Durham County EMS was advertised to me as a great place to get experience. I was told they get there fair number of shootings stabbings. I never visited the service but I here decent things about the service.

Guilford County EMS (Greensboro) was one of the my favorite places to ride. They use a modified System Status meaning they start at a station and get posted station to station. They frequently ride Medic/Basic, depending on experience. They typically work 12's but there are Peak units as well. They have strong protocols, LP 15's Lucas 2's, Medium duty chassis. I had great preceptors each time I rode here, and if you are looking in the area I would give this service a good look.

Medic- Mecklenburg County EMS (Charlotte) was a service that I had reservations about until I actually rode there. It's full System Status, but you get to ride in the Medium duty crew cabs. There protocols were decent, though I am not as familiar with them. I was surprised that they did not have power cot's. The consensus opinion of people who I know who work/worked there was you either love it or you hate it. It just depends how busy you like to stay on a shift. They are always hiring, and from what I hear it's based in part on your score on the fisdap test you take as part of the interview.

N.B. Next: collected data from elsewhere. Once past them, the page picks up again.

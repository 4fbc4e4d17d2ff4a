//! Ad codec error taxonomy.

use indra_core::CoreError;
use indra_crypto::CryptoError;
use indra_splice::SpliceError;
use thiserror::Error;

#[derive(Error, Debug)]
pub enum AdsError {
    #[error(transparent)]
    Splice(#[from] SpliceError),

    #[error(transparent)]
    Crypto(#[from] CryptoError),

    #[error(transparent)]
    Core(#[from] CoreError),

    #[error("unrecognised ad magic: {0:?}")]
    UnknownMagic([u8; 4]),

    #[error("ad signature does not recover to the embedded key")]
    SignatureMismatch,
}

pub type Result<T> = std::result::Result<T, AdsError>;
//! Ephemeral key-set generator.
//!
//! Bulk crypt-layer construction needs many ephemeral keys quickly.
//! Rather than pay a full keypair-generation cost per layer, the
//! generator advances a base scalar by a fixed increment each call;
//! correctness only requires that the sequence of resulting public
//! keys be unlinkable to an outside observer, which holds as long as
//! the increment and the initial base are both unpredictable.

use std::sync::Mutex;

use secp256k1::{Scalar, SecretKey};

use crate::error::{CryptoError, Result};
use crate::keys::PrivateKey;

struct Inner {
    base: SecretKey,
    increment: Scalar,
}

/// Thread-safe: internally mutex-guarded so `next()` can be called
/// concurrently from multiple handler tasks without external locking.
pub struct KeySet(Mutex<Inner>);

impl KeySet {
    pub fn new() -> Self {
        let base = PrivateKey::generate().0;
        let increment_key = PrivateKey::generate();
        let increment = Scalar::from_be_bytes(increment_key.to_bytes())
            .expect("freshly generated secret key is always a valid scalar");
        Self(Mutex::new(Inner { base, increment }))
    }

    /// Produce the next ephemeral private key and advance the
    /// internal base for the following call.
    pub fn next(&self) -> Result<PrivateKey> {
        let mut inner = self.0.lock().expect("key-set mutex poisoned");
        let current = inner.base;
        inner.base = inner
            .base
            .add_tweak(&inner.increment)
            .map_err(|e| CryptoError::KeyParseFailed(e.to_string()))?;
        Ok(PrivateKey(current))
    }
}

impl Default for KeySet {
    fn default() -> Self {
        Self::new()
    }
}

#[cfg(test)]
mod tests {
    use super::*;

    #[test]
    fn successive_keys_are_distinct() {
        let ks = KeySet::new();
        let a = ks.next().unwrap();
        let b = ks.next().unwrap();
        assert_ne!(a.to_bytes(), b.to_bytes());
    }

    #[test]
    fn advances_deterministically_by_the_same_increment() {
        let ks = KeySet::new();
        let a = ks.next().unwrap();
        let b = ks.next().unwrap();
        let c = ks.next().unwrap();

        // a -> b and b -> c are the same scalar step.
        let inner = ks.0.lock().unwrap();
        let step_ab = a.0.add_tweak(&inner.increment).unwrap();
        assert_eq!(step_ab, b.0);
        let step_bc = b.0.add_tweak(&inner.increment).unwrap();
        assert_eq!(step_bc, c.0);
    }
}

Other places I like or hear good things about in NC are Forsyth County, New Hanover, Henderson County, just to name a few. 

Hope this helps!


----------



## Imacho (Jun 13, 2015)

Ya, I moved from San diego to here with my wife. We both love it here. The above is true. If you're not completely set on the Raleigh area, look at MEDIC. Www.medic911.com. We have a few coworkers here that used to work for wake county. They stated they like it here better. Also look us up in JEMS. We have several studies regarding cardiac arrest saves. It's the reason we're tied with Medic 1 for saves. 
PM if you'd like more info.


----------



## 46Young (Jun 13, 2015)

What do the typical pay scales for medic look like in NC? I have some friends that don't want to be dual role, and are looking to work somewhere that's nice to live, and doesn't pay welfare wages.


----------



## TRSpeed (Jun 13, 2015)

I was looking and all pay under 40k starting.


----------



## cfd3091 (Jun 14, 2015)

Cabarrus County NC. Great Medical Director and very progressive protocols. Bordering on a little too busy for the size of the agency and is going to 12 hours shifts to address burnout. Very good equipment.


----------



## Carlos Danger (Jun 14, 2015)

pineapplenick said:


> Medic- Mecklenburg County EMS (Charlotte) was a service that I had reservations about until I actually rode there. It's full System Status, but you get to ride in the Medium duty crew cabs. There protocols were decent, though I am not as familiar with them. I was surprised that they did not have power cot's. The consensus opinion of people who I know who work/worked there was you either love it or you hate it. It just depends how busy you like to stay on a shift. They are always hiring, and from what I hear it's based in part on your score on the fisdap test you take as part of the interview.





Imacho said:


> Ya, I moved from San diego to here with my wife. We both love it here. The above is true. If you're not completely set on the Raleigh area, look at MEDIC. Www.medic911.com. We have a few coworkers here that used to work for wake county. They stated they like it here better. Also look us up in JEMS. We have several studies regarding cardiac arrest saves. It's the reason we're tied with Medic 1 for saves.
> PM if you'd like more info.



I can vouch for Charlotte being a solid choice, if you want to be in or near an urban setting. The city has grown a lot in the 8 years I've been here, but definitely more good (cool stuff to do) than bad (traffic) IMO. Plenty of stuff to do, good weather, low cost of living, close enough to both the mountains and the beach for easy weekend trips.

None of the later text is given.